Fig. 1 is a schematic flow chart of a speech analysis method according to an embodiment of the present invention;

fig. 2 is a schematic flow chart of a speech analysis method according to an embodiment of the present invention;

fig. 3 is a flowchart illustrating a speech analysis method according to an embodiment of the present invention.

Detailed Description

Various embodiments of the present disclosure will be described more fully hereinafter. The present disclosure is capable of various embodiments and of modifications and variations therein. However, it should be understood that: there is no intention to limit the various embodiments of the disclosure to the specific embodiments disclosed herein, but rather, the disclosure is to cover all modifications, equivalents, and/or alternatives falling within the spirit and scope of the various embodiments of the disclosure.

The terminology used in the various embodiments of the present disclosure is for the purpose of describing particular embodiments only and is not intended to be limiting of the various embodiments of the present disclosure. As used herein, the singular forms are intended to include the plural forms as well, unless the context clearly indicates otherwise. Unless otherwise defined, all terms (including technical and scientific terms) used herein have the same meaning as commonly understood by one of ordinary skill in the art to which the various embodiments of the present disclosure belong. The terms (such as those defined in commonly used dictionaries) should be interpreted as having a meaning that is consistent with their contextual meaning in the relevant art and will not be interpreted in an idealized or overly formal sense unless expressly so defined in various embodiments of the present disclosure.

Example 1

Embodiment 1 of the present invention discloses a speech analysis method, which is applied to single-channel speech analysis, and as shown in fig. 1-2, includes the following steps:

step 101, dividing voice data to be analyzed into a voice part and a non-voice part; the voice data to be analyzed comprises voice data of a plurality of speakers;

the specific voice data to be analyzed may be single-channel voice data, specifically, for example, single-channel voice mixed with two persons, namely customer service and customer, or single-channel voice mixed with more speakers, so that the step 101 of dividing the voice data to be analyzed into voice parts and non-voice parts includes:

the method comprises the steps of segmenting Voice data to be analyzed through a Voice Activity Detection (VAD) method so as to divide the Voice data to be analyzed into a Voice part and a non-Voice part.

Specifically, besides the VAD method, other methods may also be used for segmentation, for example, the segmentation may also be performed according to the waveform of the voice, as long as the voice data to be analyzed can be divided into a voice part and a non-voice part, and the method is not limited to the VAD method.

Specifically, as shown in fig. 2, it is the stage of VAD, and the specific voice part is the region corresponding to speed 1 and speed 2.

Step 102, segmenting the voice part into a plurality of voice segments;

specifically, the segmenting the voice part into a plurality of voice segments in step 102 includes:

Specifically, the preset time length may be set to 500ms, for example, and the preset value may be set to 300ms, for example, to explain this, the voice portion is divided into voice segments that do not overlap with each other, and specifically, each voice segment has a length of 500 ms. If the length of the last voice segment is less than 300ms, the last voice segment and the previous voice segment are spliced into a longer voice segment; the last speech segment can be used alone as a speech segment if it is greater than or equal to 300ms, but less than 500 ms.

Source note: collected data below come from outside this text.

use crate::search::problem_formulations::VisitObserver;
use crate::search::{
    Cost, Direction, GridProblem, HeuristicCache, SearchProblem, Successor, TargetSet,
    INFEASIBLE_COST,
};
use crate::world::{Located, Position, RescueLayout, RescueState};
use std::collections::HashSet;
use std::fmt::{self, Debug};
use std::rc::Rc;

/// Rescuer position together with the survivors not yet rescued.
#[derive(Debug, Clone, PartialEq, Eq, Hash)]
pub struct MultiTargetState {
    position: Position,
    targets: TargetSet,
}

impl MultiTargetState {
    /// Entering a cell rescues whoever is there, so a target at `position`
    /// is dropped.
    pub fn new(position: Position, targets: TargetSet) -> Self {
        Self {
            position,
            targets: targets.without(position),
        }
    }

    pub fn targets(&self) -> &TargetSet {
        &self.targets
    }
}

impl Located for MultiTargetState {
    fn position(&self) -> Position {
        self.position
    }
}

/// Rescue every survivor. Step costs are the terrain costs the mission
/// will charge.
pub struct MultiTargetProblem {
    layout: Rc<RescueLayout>,
    start: MultiTargetState,
    visited: HashSet<Position>,
    visited_list: Vec<Position>,
    expanded: usize,
    observer: Option<VisitObserver>,
    heuristic_cache: HeuristicCache,
}

impl MultiTargetProblem {
    pub fn new(state: &RescueState) -> Self {
        Self {
            layout: state.layout().clone(),
            start: MultiTargetState::new(
                state.rescuer_position(),
                state.survivors_as_list().into_iter().collect(),
            ),
            visited: HashSet::new(),
            visited_list: vec![],
            expanded: 0,
            observer: None,
            heuristic_cache: HeuristicCache::new(),
        }
    }

    pub fn with_observer(mut self, observer: impl FnMut(Position) + 'static) -> Self {
        self.observer = Some(Box::new(observer));
        self
    }
}

impl Debug for MultiTargetProblem {
    fn fmt(&self, f: &mut fmt::Formatter<'_>) -> fmt::Result {
        f.debug_struct("MultiTargetProblem")
            .field("start", &self.start)
            .field("expanded", &self.expanded)
            .finish_non_exhaustive()
    }
}

impl SearchProblem for MultiTargetProblem {
    type State = MultiTargetState;

    fn start_state(&self) -> MultiTargetState {
        self.start.clone()
    }

    fn is_goal_state(&mut self, state: &MultiTargetState) -> bool {
        state.targets.is_empty()
    }

    fn successors(&mut self, state: &MultiTargetState) -> Vec<Successor<MultiTargetState>> {
        self.expanded += 1;
        if self.visited.insert(state.position) {
            self.visited_list.push(state.position);
            if let Some(observer) = self.observer.as_mut() {
                observer(state.position);
            }
        }

        Direction::ALL
            .into_iter()
            .map(|action| (action, state.position.step(action)))
            .filter(|&(_, next)| !self.layout.is_wall(next))
            .map(|(action, next)| Successor {
                state: MultiTargetState::new(next, state.targets.clone()),
                action,
                cost: self.layout.terrain_cost(next),
            })
            .collect()
    }

    fn cost_of_actions(&self, actions: &[Direction]) -> Cost {
        let mut position = self.start.position;
        let mut cost = 0;
        for &action in actions {
            position = position.step(action);
            if self.layout.is_wall(position) {
                return INFEASIBLE_COST;
            }
            cost += self.layout.terrain_cost(position);
        }
        cost
    }

    fn expanded(&self) -> usize {
        self.expanded
    }
}

impl GridProblem for MultiTargetProblem {
    fn remaining_targets(&self, state: &MultiTargetState) -> TargetSet {
        state.targets.clone()
    }

    fn goal(&self) -> Option<Position> {
        None
    }

    fn heuristic_cache(&mut self) -> &mut HeuristicCache {
        &mut self.heuristic_cache
    }

    fn visited_cells(&self) -> &[Position] {
        &self.visited_list
    }
}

In the segmentation principle in the present scheme, only one speaker is considered in each segmented speech segment, so that the length of each speech segment cannot be too long or too short, generally several hundred milliseconds, and 500ms is a preferred embodiment through experiments, and in addition, according to different application scenarios, the preset time length may also be set to a certain value between 400 and 600ms, for example, and the preset value may be set to a certain value between 250 and 350ms, for example.

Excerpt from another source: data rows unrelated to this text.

use clap::Parser;
use rescue_planner::{
    search::{
        Direction, MultiTargetProblem, MultiTargetState, Plan, ProblemName, SearchProblem,
        SingleTargetProblem, INFEASIBLE_COST,
    },
    world::{Located, RescueLayout, RescueState},
};
use std::error::Error;
use std::path::PathBuf;
use std::process::ExitCode;
use std::rc::Rc;

#[derive(Parser)]
#[command(version)]
/// Replay a plan file against a layout.
struct Cli {
    #[arg(help = "The layout file")]
    layout: PathBuf,
    #[arg(help = "The plan file to validate")]
    plan: PathBuf,
    #[arg(
        value_enum,
        help = "The search problem the plan solves",
        short = 'p',
        long = "problem",
        id = "PROBLEM",
        default_value_t = ProblemName::SimpleSurvivor
    )]
    problem: ProblemName,
}

fn main() -> ExitCode {
    let cli = Cli::parse();
    match validate(&cli) {
        Ok(true) => ExitCode::SUCCESS,
        Ok(false) => ExitCode::from(2),
        Err(error) => {
            eprintln!("error: {}", error);
            ExitCode::FAILURE
        }
    }
}

fn validate(cli: &Cli) -> Result<bool, Box<dyn Error>> {
    let layout = RescueLayout::from_path(&cli.layout)?;
    let state = RescueState::new(Rc::new(layout));
    let plan = Plan::from_path(&cli.plan)?;

    let valid = match cli.problem {
        ProblemName::SimpleSurvivor => {
            let mut problem = SingleTargetProblem::new(&state);
            report(&mut problem, &plan, |position, action| position.step(action))
        }
        ProblemName::MultiSurvivor => {
            let mut problem = MultiTargetProblem::new(&state);
            report(&mut problem, &plan, |state: &MultiTargetState, action| {
                MultiTargetState::new(state.position().step(action), state.targets().clone())
            })
        }
    };
    Ok(valid)
}

/// Prints the cost of `plan` and whether it ends in a goal state.
fn report<P: SearchProblem>(
    problem: &mut P,
    plan: &Plan,
    step: impl Fn(&P::State, Direction) -> P::State,
) -> bool {
    let cost = problem.cost_of_actions(plan);
    if cost == INFEASIBLE_COST {
        println!("Plan is infeasible: it walks into a wall");
        return false;
    }

    let end = plan
        .iter()
        .fold(problem.start_state(), |state, &action| step(&state, action));
    let reaches_goal = problem.is_goal_state(&end);
    println!("Plan length: {}", plan.len());
    println!("Plan cost: {}", cost);
    if reaches_goal {
        println!("Plan is valid");
    } else {
        println!("Plan does not reach the goal, final state is: {:?}", end);
    }
    reaches_goal
}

Specifically, in one embodiment, the speech segment includes forward and backward frames and/or overlap.

Corresponding to the stage 2 and Segment in fig. 2, a speech part is specifically divided into small speech segments (speech segments), and features of the segments are extracted. In order to ensure better effect, the voice segment has information of frame expansion and/or overlap.

Specifically, when the speech segment is processed in the scheme, a front-back frame expansion and/or overlap technology is adopted, so that the information extraction accuracy of the segment and the overall performance of the system can be greatly improved. The term "forward and backward extended frames" refers to frames processed frame by frame when extracting information of a speech segment, but the information of the current frame is not processed during processing, and the frames before and after the frame are included together for processing, that is, the total obtained information is the information of the current frame including "context information", in this case, the forward and backward extended frames are the frames before and after the current frame.

The Overlap means that the moving mode of the "current frame" is overlapped (Overlap) in the process of extracting information frame by frame. The overlap type means that, for example, the window length of each frame is 25ms, the window shift is 10ms, that is, the current frame and the next frame have an overlap of 15 ms; the information extracted by the method is more accurate.

103, clustering voice segments with time exceeding a preset duration to obtain information of each voice segment;

clustering refers to collecting and analyzing information of the individual voice segments obtained in the previous step, and classifying the individual voice segments into specific categories, wherein a bottom-up hierarchical clustering algorithm AHC (adaptive high performance clustering) clustering algorithm can be adopted in the scheme.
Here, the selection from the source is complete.